Instructions to follow ::
Only the lines that hold "Option" should be in the answer, each copied from the data below.

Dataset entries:

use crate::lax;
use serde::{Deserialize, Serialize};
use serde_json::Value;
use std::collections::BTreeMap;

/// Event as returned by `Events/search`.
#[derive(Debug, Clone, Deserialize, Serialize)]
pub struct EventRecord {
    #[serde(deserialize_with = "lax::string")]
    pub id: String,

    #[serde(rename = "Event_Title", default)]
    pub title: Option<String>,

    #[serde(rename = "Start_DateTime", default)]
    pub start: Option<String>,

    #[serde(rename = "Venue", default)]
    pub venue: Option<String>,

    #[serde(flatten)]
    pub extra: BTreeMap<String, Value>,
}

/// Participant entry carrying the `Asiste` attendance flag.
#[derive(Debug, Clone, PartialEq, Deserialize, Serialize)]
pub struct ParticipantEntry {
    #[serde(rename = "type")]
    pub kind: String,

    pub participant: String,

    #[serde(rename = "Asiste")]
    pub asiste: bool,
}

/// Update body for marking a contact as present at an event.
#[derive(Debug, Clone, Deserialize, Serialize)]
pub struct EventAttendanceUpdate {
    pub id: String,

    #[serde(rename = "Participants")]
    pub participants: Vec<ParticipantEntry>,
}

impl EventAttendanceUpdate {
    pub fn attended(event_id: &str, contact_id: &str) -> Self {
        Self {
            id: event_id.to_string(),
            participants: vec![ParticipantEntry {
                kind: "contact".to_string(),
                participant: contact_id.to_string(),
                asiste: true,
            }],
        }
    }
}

...

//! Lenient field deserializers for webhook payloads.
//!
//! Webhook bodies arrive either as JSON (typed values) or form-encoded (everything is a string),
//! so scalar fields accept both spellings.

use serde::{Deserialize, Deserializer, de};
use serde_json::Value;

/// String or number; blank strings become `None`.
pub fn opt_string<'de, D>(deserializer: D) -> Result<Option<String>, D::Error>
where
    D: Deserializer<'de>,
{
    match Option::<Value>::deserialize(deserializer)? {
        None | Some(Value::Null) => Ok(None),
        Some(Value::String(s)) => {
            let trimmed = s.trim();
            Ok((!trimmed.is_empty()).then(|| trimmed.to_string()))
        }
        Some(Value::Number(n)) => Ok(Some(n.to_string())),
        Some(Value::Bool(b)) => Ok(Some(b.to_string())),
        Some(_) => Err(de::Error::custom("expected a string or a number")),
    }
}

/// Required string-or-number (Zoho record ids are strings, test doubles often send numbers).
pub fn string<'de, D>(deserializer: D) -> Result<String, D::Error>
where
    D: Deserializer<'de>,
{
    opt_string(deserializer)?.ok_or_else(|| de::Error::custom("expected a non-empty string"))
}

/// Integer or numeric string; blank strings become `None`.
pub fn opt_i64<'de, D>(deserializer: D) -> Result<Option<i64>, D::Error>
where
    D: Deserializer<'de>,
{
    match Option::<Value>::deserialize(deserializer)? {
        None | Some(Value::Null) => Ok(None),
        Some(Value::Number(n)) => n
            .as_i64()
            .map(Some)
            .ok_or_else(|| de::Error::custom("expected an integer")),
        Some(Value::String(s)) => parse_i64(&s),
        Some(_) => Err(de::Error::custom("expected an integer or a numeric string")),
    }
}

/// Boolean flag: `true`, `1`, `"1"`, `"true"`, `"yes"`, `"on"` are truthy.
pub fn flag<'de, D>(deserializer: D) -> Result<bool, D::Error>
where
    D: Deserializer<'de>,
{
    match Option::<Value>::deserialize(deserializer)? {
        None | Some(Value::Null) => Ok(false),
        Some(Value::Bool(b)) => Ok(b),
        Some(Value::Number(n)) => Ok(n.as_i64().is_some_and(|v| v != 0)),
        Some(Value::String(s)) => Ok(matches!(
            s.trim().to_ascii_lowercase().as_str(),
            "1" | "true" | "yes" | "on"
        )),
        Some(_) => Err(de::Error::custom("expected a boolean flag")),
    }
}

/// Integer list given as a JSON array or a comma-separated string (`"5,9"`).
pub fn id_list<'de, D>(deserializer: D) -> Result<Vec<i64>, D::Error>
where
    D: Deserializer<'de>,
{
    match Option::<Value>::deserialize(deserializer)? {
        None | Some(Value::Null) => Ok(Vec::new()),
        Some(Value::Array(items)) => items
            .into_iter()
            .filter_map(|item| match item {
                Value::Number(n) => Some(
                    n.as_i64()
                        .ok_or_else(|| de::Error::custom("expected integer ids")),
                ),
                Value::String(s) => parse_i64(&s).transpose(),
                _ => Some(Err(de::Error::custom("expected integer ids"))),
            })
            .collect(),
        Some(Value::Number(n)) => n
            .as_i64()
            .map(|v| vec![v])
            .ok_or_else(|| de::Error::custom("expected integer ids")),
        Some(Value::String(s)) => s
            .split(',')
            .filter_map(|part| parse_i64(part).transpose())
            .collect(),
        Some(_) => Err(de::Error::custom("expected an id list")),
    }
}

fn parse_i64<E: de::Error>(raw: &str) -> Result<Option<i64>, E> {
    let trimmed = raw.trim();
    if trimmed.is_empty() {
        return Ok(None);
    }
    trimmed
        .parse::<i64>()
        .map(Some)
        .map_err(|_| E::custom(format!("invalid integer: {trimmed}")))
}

Task answer ::
    pub title: Option<String>,
    pub start: Option<String>,
    pub venue: Option<String>,
pub fn opt_string<'de, D>(deserializer: D) -> Result<Option<String>, D::Error>
    match Option::<Value>::deserialize(deserializer)? {
pub fn opt_i64<'de, D>(deserializer: D) -> Result<Option<i64>, D::Error>
    match Option::<Value>::deserialize(deserializer)? {
    match Option::<Value>::deserialize(deserializer)? {
    match Option::<Value>::deserialize(deserializer)? {
fn parse_i64<E: de::Error>(raw: &str) -> Result<Option<i64>, E> {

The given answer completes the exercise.